Indeed, no. But Jodie is smart as well as troubled. She knew she was hurting herself and would continue to do so, so she sublimated her self-destruction and made art of it, as surely as, say, Sylvia Plath did—temporarily, anyway. Jodie’s most noticeable tattoo is of the words “Lady Lazarus” across her collar bone, like a necklace. That, of course, is the title of one of Plath’s best-known poems, one that details three suicide attempts yet ends with a cry of triumph: “Out of the ash / I rise with my red hair / And I eat men like air.”
You can’t miss Jodie’s poem-title tattoo (or, if she’s wearing a tank top and shorts, most of her others), though fully half of my subjects seemed to take seriously the advice of the father of musician Brian Setzer, who, in the Rolling Stone compilation Tattoo Nation: Portraits of Celebrity Body Art (2002), is credited with telling his rocker son, “Never get a tattoo where a judge can see it.” I was a little disappointed when I sat down with both Hunter and his girlfriend Shannon; except for those cuff links, they looked like any other cute couple until they began to roll sleeves and hoist hems to show me their ink.

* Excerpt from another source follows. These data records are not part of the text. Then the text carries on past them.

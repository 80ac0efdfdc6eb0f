// src/browser/view.rs
// =============================================================================
// ViewState: an immutable snapshot of what the screen should show.
//
// The browser builds a new ViewState after every action and hands it to a
// renderer. Renderers never look at SearchState directly, so everything they
// need (cards, page controls, messages) is copied in here.
// =============================================================================

use serde::Serialize;

use super::state::SearchState;
use crate::error::BrowserError;
use crate::github::Repository;

pub const LOADING_MESSAGE: &str = "Loading...";
pub const NO_RESULTS_MESSAGE: &str = "No repositories found.";

// Where we are in the Idle -> Loading -> {Rendered | EmptyResult | Errored} cycle
#[derive(Debug, Clone, Copy, PartialEq, Eq, Serialize)]
#[serde(rename_all = "snake_case")]
pub enum SearchStatus {
    Idle,
    Loading,
    Rendered,
    EmptyResult,
    Errored,
}

// The Previous / 1 2 3 / Next row plus the "Page X of Y" line
#[derive(Debug, Clone, PartialEq, Eq, Serialize)]
pub struct PaginationView {
    pub current_page: usize,
    pub total_pages: usize,
    pub per_page: usize,
    /// Always 1..=total_pages, one control per page
    pub pages: Vec<usize>,
    pub previous_enabled: bool,
    pub next_enabled: bool,
}

impl PaginationView {
    pub fn page_info(&self) -> String {
        format!("Page {} of {}", self.current_page, self.total_pages)
    }
}

#[derive(Debug, Clone, PartialEq, Eq, Serialize)]
pub struct ViewState {
    pub status: SearchStatus,
    #[serde(skip_serializing_if = "Option::is_none")]
    pub username: Option<String>,
    #[serde(skip_serializing_if = "Option::is_none")]
    pub message: Option<String>,
    pub cards: Vec<Repository>,
    #[serde(skip_serializing_if = "Option::is_none")]
    pub pagination: Option<PaginationView>,
}

impl ViewState {
    pub fn idle() -> Self {
        ViewState::message_only(SearchStatus::Idle, None, None)
    }

    pub fn loading(username: &str) -> Self {
        ViewState::message_only(
            SearchStatus::Loading,
            Some(username.to_string()),
            Some(LOADING_MESSAGE.to_string()),
        )
    }

    pub fn empty(username: &str) -> Self {
        ViewState::message_only(
            SearchStatus::EmptyResult,
            Some(username.to_string()),
            Some(NO_RESULTS_MESSAGE.to_string()),
        )
    }

    pub fn errored(username: Option<&str>, error: &BrowserError) -> Self {
        ViewState::message_only(
            SearchStatus::Errored,
            username.map(str::to_string),
            Some(error.user_message().to_string()),
        )
    }

    // Cards and controls for the current page of a non-empty state
    pub fn rendered(state: &SearchState) -> Self {
        let current_page = state.current_page();
        let total_pages = state.total_pages();

        ViewState {
            status: SearchStatus::Rendered,
            username: Some(state.username().to_string()),
            message: None,
            cards: state.current_slice().to_vec(),
            pagination: Some(PaginationView {
                current_page,
                total_pages,
                per_page: state.per_page(),
                pages: (1..=total_pages).collect(),
                previous_enabled: current_page > 1,
                next_enabled: current_page < total_pages,
            }),
        }
    }

    fn message_only(status: SearchStatus, username: Option<String>, message: Option<String>) -> Self {
        ViewState {
            status,
            username,
            message,
            cards: Vec::new(),
            pagination: None,
        }
    }
}
// src/github/fetch.rs
// =============================================================================
// This module fetches a user's repositories from the GitHub REST API.
//
// Strategy:
// - One GET to /users/{username}/repos?per_page=100
// - per_page=100 is the API maximum, so a single call covers most users
// - No Authorization header: we live with the unauthenticated rate limit
//
// The browser never talks to reqwest directly. It goes through the
// RepositorySource trait, which lets tests swap in a mock.
//
// Rust concepts:
// - async_trait: Traits can't have async methods on stable without help
// - mockall::automock: Generates MockRepositorySource for tests
// =============================================================================

use async_trait::async_trait;
use reqwest::{header, Client};
use tracing::{debug, warn};
use url::Url;

use super::repository::{parse_repositories, Repository};
use crate::config::{BrowserConfig, API_MAX_PER_PAGE};
use crate::error::FetchFailure;

// Anything that can list a user's repositories
#[cfg_attr(test, mockall::automock)]
#[async_trait]
pub trait RepositorySource: Send + Sync {
    async fn list_user_repositories(&self, username: &str) -> Result<Vec<Repository>, FetchFailure>;
}

// The real implementation, backed by reqwest
#[derive(Debug, Clone)]
pub struct GithubClient {
    client: Client,
    api_url: Url,
}

impl GithubClient {
    // Builds the HTTP client from config
    //
    // Only applies a timeout when one is configured; otherwise the request
    // waits for the transport to resolve or fail on its own.
    pub fn new(config: &BrowserConfig) -> anyhow::Result<Self> {
        let mut headers = header::HeaderMap::new();
        headers.insert(
            header::ACCEPT,
            header::HeaderValue::from_static("application/vnd.github+json"),
        );

        let mut builder = Client::builder()
            .user_agent(config.user_agent.clone())
            .default_headers(headers);

        if let Some(timeout) = config.timeout {
            builder = builder.timeout(timeout);
        }

        Ok(GithubClient {
            client: builder.build()?,
            api_url: config.api_url.clone(),
        })
    }
}

#[async_trait]
impl RepositorySource for GithubClient {
    async fn list_user_repositories(&self, username: &str) -> Result<Vec<Repository>, FetchFailure> {
        let url = repos_url(&self.api_url, username)?;
        debug!(%url, "requesting repository list");

        let response = self
            .client
            .get(url)
            .send()
            .await
            .map_err(|e| FetchFailure::Transport(e.to_string()))?;

        let status = response.status();
        if !status.is_success() {
            warn!(status = status.as_u16(), username, "GitHub API returned an error status");
            return Err(FetchFailure::Status(status.as_u16()));
        }

        // Read the body as text first so decode errors and transport errors
        // stay distinguishable
        let body = response
            .text()
            .await
            .map_err(|e| FetchFailure::Transport(e.to_string()))?;

        parse_repositories(&body).map_err(|e| FetchFailure::Decode(e.to_string()))
    }
}

// Builds {api_url}/users/{username}/repos?per_page=100
//
// The username goes in as a single path segment, so characters like '/'
// or '?' get percent-encoded instead of changing the route.
//
// Example:
//   ("https://api.github.com", "octocat")
//     -> "https://api.github.com/users/octocat/repos?per_page=100"
fn repos_url(api_url: &Url, username: &str) -> Result<Url, FetchFailure> {
    let mut url = api_url.clone();

    {
        let mut segments = url
            .path_segments_mut()
            .map_err(|_| FetchFailure::Transport(format!("API URL cannot be a base: {}", api_url)))?;
        // Tolerate a trailing slash on the base (e.g. "https://ghe.local/api/v3/")
        segments.pop_if_empty();
        segments.extend(["users", username, "repos"]);
    }

    url.query_pairs_mut()
        .clear()
        .append_pair("per_page", &API_MAX_PER_PAGE.to_string());

    Ok(url)
}

// -----------------------------------------------------------------------------
// NOTES:
//
// 1. Why FetchFailure instead of anyhow here?
//    - The browser has to tell "HTTP 404" apart from "network down"
//    - Each shows a different message, so the caller needs to match on it
//    - anyhow is fine in main.rs where we only print the error
//
// 2. Why does the trait return owned Vec<Repository>?
//    - The browser keeps the full list in its state and slices it later
//    - Owning the data avoids tying the state's lifetime to the response
// -----------------------------------------------------------------------------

I asked all my subjects what advice they would give first-timers, and the responses were as conservative as they were consistent. Jodie said, “I usually tell them to think about it a whole lot.” Becky was even more cautious: “I tell them to think about it for a decade.” Rose suggested what I’ve come to call the Jerk Test: “No matter how good the tattoo ends up being, if every time you look at it you think, ‘Jerk!’ then you’ll probably regret getting it.” Even more cautious notes came from surprising sources. Heavy metal icon Ozzy Osbourne, who sports 15 tattoos of his own, said, “If you want some advice from me, don’t have a tattoo at all.”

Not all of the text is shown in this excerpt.